Steve Jobs famously described being trapped by dogma as “living with the results of other people’s thinking”. He went on to say: “Don’t let the noise of others’ opinions drown out your own inner voice. And most important, have the courage to follow your heart and intuition”.
But it is very difficult to do this. Seeing things from multiple perspectives means you have to listen to the voices of fear and of authority. It’s confusing and irritating and terrifying — often all at the same time. But you have to let the tortoise mind deliver the epiphany. Protect it, prototype it, run it through the heuristics and then formulate your theory.
Wisdom is following a process of detachment, suspending judgment and leaning into the fear of being wrong. It is about accepting and trusting the process, understanding that creativity is reinventing things. It means being open to the outliers, as Jobs says, not letting the agglomerated wisdom of the mob drown out your theory.

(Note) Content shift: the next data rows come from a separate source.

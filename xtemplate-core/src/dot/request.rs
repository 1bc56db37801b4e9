//! `request` dot provider: the parsed HTTP request, immutable from the
//! template's perspective.

use std::collections::BTreeMap;
use std::sync::Arc;

use futures_util::future::BoxFuture;
use minijinja::value::{Object, Value};

use super::{DotProvider, ProviderContext, ProviderError};
use crate::http::{self, HeaderMap, Method};

pub struct RequestProvider;

impl DotProvider for RequestProvider {
    fn value<'a>(&'a self, ctx: &'a ProviderContext<'a>) -> BoxFuture<'a, Result<Value, ProviderError>> {
        Box::pin(async move {
            let form = if ctx.method == Method::POST || ctx.method == Method::PUT || ctx.method == Method::PATCH {
                parse_form_body(ctx.headers, ctx.body)
            } else {
                BTreeMap::new()
            };
            let view = RequestView {
                method: ctx.method.to_string(),
                uri: ctx.uri.to_string(),
                path: ctx.uri.path().to_string(),
                query: ctx.uri.query().unwrap_or("").to_string(),
                headers: ctx.headers.clone(),
                cookies: parse_cookies(ctx.headers),
                form,
                path_vars: ctx.path_vars.iter().cloned().collect(),
            };
            Ok(Value::from_object(view))
        })
    }
}

fn parse_cookies(headers: &HeaderMap) -> BTreeMap<String, String> {
    let mut cookies = BTreeMap::new();
    for value in headers.get_all(http::COOKIE) {
        let Ok(s) = value.to_str() else { continue };
        for pair in s.split(';') {
            if let Some((k, v)) = pair.trim().split_once('=') {
                cookies.insert(k.trim().to_string(), v.trim().to_string());
            }
        }
    }
    cookies
}

fn parse_form_body(headers: &HeaderMap, body: &[u8]) -> BTreeMap<String, String> {
    let is_form = headers
        .get(http::CONTENT_TYPE)
        .and_then(|v| v.to_str().ok())
        .map(|ct| ct.starts_with("application/x-www-form-urlencoded"))
        .unwrap_or(false);
    if !is_form {
        return BTreeMap::new();
    }
    let body_str = String::from_utf8_lossy(body);
    let mut out = BTreeMap::new();
    for pair in body_str.split('&') {
        if pair.is_empty() {
            continue;
        }
        let (k, v) = pair.split_once('=').unwrap_or((pair, ""));
        let key = percent_encoding::percent_decode_str(k).decode_utf8_lossy().replace('+', " ");
        let val = percent_encoding::percent_decode_str(v).decode_utf8_lossy().replace('+', " ");
        out.insert(key, val);
    }
    out
}

#[derive(Debug)]
struct RequestView {
    method: String,
    uri: String,
    path: String,
    query: String,
    headers: HeaderMap,
    cookies: BTreeMap<String, String>,
    form: BTreeMap<String, String>,
    path_vars: BTreeMap<String, String>,
}

impl Object for RequestView {
    fn get_value(self: &Arc<Self>, key: &Value) -> Option<Value> {
        match key.as_str()? {
            "Method" => Some(Value::from(self.method.clone())),
            "URL" => Some(Value::from(self.uri.clone())),
            "Path" => Some(Value::from(self.path.clone())),
            "Query" => Some(Value::from(self.query.clone())),
            "PathVars" => Some(Value::from_serialize(&self.path_vars)),
            "Form" => Some(Value::from_serialize(&self.form)),
            "Cookies" => Some(Value::from_serialize(&self.cookies)),
            _ => None,
        }
    }

    fn call_method(
        self: &Arc<Self>,
        _state: &minijinja::State,
        method: &str,
        args: &[Value],
    ) -> Result<Value, minijinja::Error> {
        match method {
            "Header" => {
                let name = args.first().and_then(|v| v.as_str()).unwrap_or_default();
                let value = self
                    .headers
                    .get(name)
                    .and_then(|v| v.to_str().ok())
                    .unwrap_or_default();
                Ok(Value::from(value))
            }
            "Cookie" => {
                let name = args.first().and_then(|v| v.as_str()).unwrap_or_default();
                Ok(self.cookies.get(name).cloned().map(Value::from).unwrap_or(Value::UNDEFINED))
            }
            "FormValue" => {
                let name = args.first().and_then(|v| v.as_str()).unwrap_or_default();
                Ok(self.form.get(name).cloned().map(Value::from).unwrap_or(Value::from("")))
            }
            "PathValue" => {
                let name = args.first().and_then(|v| v.as_str()).unwrap_or_default();
                Ok(self.path_vars.get(name).cloned().map(Value::from).unwrap_or(Value::from("")))
            }
            other => Err(minijinja::Error::new(
                minijinja::ErrorKind::UnknownMethod,
                format!("request has no method {other:?}"),
            )),
        }
    }
}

Roger Martin, the Dean of Toronto’s Rotman Business School, came up with the idea of abduction in his work on design thinking. It is different from deduction which is much like Sherlock Holmes used all those years ago: everything that is left after you have ruled out the improbabilities is probably true. Abduction observes all the evidence, especially the outliers, and then tries to find the simplest and most likely explanation.
Abductive reasoning is so powerful because it is the one form of reasoning that sets out to be totally free of dogma and preconception. It is particularly useful when you are faced with a brand-new phenomenon for which the existing playbooks don’t cater — like the recent pandemic.
We are living in a world of increasing complexity, volatility and uncertainty. We face threats that cannot be simplistically solved, in fact, we face threats that most of us have not even considered yet.
We can only start to do this by being shrewd and intelligent, not show off smart arses. For some of us, that’s going to be difficult, learning to consciously listen to hear rather than waiting for a chance to get our voice heard.
The world has enough clever fools; it’s time that the truly wise stepped up and cut through the noise of the dogma of the day.